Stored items
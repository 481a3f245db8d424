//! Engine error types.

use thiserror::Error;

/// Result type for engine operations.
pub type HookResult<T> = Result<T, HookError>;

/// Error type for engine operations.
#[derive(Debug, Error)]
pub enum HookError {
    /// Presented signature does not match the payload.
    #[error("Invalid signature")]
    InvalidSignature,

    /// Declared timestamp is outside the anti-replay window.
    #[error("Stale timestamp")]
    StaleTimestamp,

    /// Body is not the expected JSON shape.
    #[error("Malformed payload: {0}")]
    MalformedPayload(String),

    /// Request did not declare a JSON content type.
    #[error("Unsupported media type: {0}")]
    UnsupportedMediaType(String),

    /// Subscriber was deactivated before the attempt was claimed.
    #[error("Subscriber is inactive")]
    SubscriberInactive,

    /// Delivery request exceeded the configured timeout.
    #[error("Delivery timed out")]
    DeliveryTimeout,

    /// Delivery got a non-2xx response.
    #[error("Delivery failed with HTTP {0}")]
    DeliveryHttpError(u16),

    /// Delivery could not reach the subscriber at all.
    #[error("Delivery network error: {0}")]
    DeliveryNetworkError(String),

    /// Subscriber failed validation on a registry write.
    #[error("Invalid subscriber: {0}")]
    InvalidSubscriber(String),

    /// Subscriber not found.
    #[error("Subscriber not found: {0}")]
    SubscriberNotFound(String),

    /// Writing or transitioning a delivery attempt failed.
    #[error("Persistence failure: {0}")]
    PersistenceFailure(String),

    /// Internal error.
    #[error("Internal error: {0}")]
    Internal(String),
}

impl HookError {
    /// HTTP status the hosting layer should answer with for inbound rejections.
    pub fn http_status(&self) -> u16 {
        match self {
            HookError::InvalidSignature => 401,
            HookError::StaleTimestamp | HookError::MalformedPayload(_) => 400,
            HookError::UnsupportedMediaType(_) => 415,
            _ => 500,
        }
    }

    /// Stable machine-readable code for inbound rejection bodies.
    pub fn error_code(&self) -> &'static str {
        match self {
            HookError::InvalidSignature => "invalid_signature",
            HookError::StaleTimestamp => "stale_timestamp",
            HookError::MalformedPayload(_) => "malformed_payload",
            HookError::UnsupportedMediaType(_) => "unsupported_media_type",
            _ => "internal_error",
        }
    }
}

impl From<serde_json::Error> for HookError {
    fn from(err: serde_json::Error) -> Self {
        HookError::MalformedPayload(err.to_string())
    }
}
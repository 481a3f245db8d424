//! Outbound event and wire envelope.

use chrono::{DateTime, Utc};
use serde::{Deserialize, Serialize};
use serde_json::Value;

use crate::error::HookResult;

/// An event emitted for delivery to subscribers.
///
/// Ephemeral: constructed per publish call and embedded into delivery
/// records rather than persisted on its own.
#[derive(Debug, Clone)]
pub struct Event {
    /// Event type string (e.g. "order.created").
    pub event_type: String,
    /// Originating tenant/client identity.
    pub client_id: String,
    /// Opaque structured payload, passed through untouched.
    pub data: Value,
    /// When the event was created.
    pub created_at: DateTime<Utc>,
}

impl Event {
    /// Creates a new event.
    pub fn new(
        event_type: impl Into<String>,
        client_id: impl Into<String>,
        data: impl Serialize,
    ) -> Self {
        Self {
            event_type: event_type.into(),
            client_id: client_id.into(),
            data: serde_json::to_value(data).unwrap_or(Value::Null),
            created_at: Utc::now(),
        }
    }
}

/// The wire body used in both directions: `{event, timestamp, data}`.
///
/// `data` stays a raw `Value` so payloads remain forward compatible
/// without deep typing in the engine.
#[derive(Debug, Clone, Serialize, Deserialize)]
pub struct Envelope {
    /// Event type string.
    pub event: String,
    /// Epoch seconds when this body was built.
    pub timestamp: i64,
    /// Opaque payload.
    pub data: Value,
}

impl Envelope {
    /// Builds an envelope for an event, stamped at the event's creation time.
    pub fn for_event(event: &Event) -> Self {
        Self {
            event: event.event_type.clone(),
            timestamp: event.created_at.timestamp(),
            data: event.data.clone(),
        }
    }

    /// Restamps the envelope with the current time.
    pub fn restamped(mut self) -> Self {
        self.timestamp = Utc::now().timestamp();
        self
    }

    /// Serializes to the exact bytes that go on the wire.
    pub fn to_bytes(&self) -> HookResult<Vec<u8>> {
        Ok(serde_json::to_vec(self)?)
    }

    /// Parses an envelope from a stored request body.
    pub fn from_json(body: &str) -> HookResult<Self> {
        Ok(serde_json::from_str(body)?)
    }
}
---
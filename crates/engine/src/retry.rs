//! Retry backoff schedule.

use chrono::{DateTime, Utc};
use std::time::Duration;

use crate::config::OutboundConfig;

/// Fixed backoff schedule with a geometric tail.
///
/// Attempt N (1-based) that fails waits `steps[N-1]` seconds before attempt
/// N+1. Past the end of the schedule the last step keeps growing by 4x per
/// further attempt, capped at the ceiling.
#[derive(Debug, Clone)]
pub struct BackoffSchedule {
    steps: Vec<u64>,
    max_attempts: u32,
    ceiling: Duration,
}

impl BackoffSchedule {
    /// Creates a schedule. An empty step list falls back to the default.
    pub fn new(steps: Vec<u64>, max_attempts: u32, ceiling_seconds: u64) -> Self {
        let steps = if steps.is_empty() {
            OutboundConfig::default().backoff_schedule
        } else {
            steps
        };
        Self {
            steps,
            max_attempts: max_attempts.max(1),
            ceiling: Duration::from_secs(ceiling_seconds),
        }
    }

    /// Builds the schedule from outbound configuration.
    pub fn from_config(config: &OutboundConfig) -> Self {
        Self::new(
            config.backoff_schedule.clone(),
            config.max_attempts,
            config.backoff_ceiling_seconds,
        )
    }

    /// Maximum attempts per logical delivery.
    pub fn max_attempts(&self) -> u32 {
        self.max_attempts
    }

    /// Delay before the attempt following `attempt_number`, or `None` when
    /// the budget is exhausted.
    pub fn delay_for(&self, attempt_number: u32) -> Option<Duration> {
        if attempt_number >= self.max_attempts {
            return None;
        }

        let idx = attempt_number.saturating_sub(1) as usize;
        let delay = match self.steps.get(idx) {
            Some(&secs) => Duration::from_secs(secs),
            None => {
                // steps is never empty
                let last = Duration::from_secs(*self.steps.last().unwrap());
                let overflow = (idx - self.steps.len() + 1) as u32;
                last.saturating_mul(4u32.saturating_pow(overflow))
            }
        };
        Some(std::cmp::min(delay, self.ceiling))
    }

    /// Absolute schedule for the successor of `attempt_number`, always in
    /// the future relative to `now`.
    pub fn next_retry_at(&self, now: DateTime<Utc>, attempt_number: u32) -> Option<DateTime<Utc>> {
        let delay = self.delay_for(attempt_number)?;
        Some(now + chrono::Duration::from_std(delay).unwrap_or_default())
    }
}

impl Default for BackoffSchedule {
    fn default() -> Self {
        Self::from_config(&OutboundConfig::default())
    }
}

• Task objective
Copy every line of the data that carries the word "failed".

• Reply
    #[error("Delivery failed with HTTP {0}")]
    /// Subscriber failed validation on a registry write.
    /// Writing or transitioning a delivery attempt failed.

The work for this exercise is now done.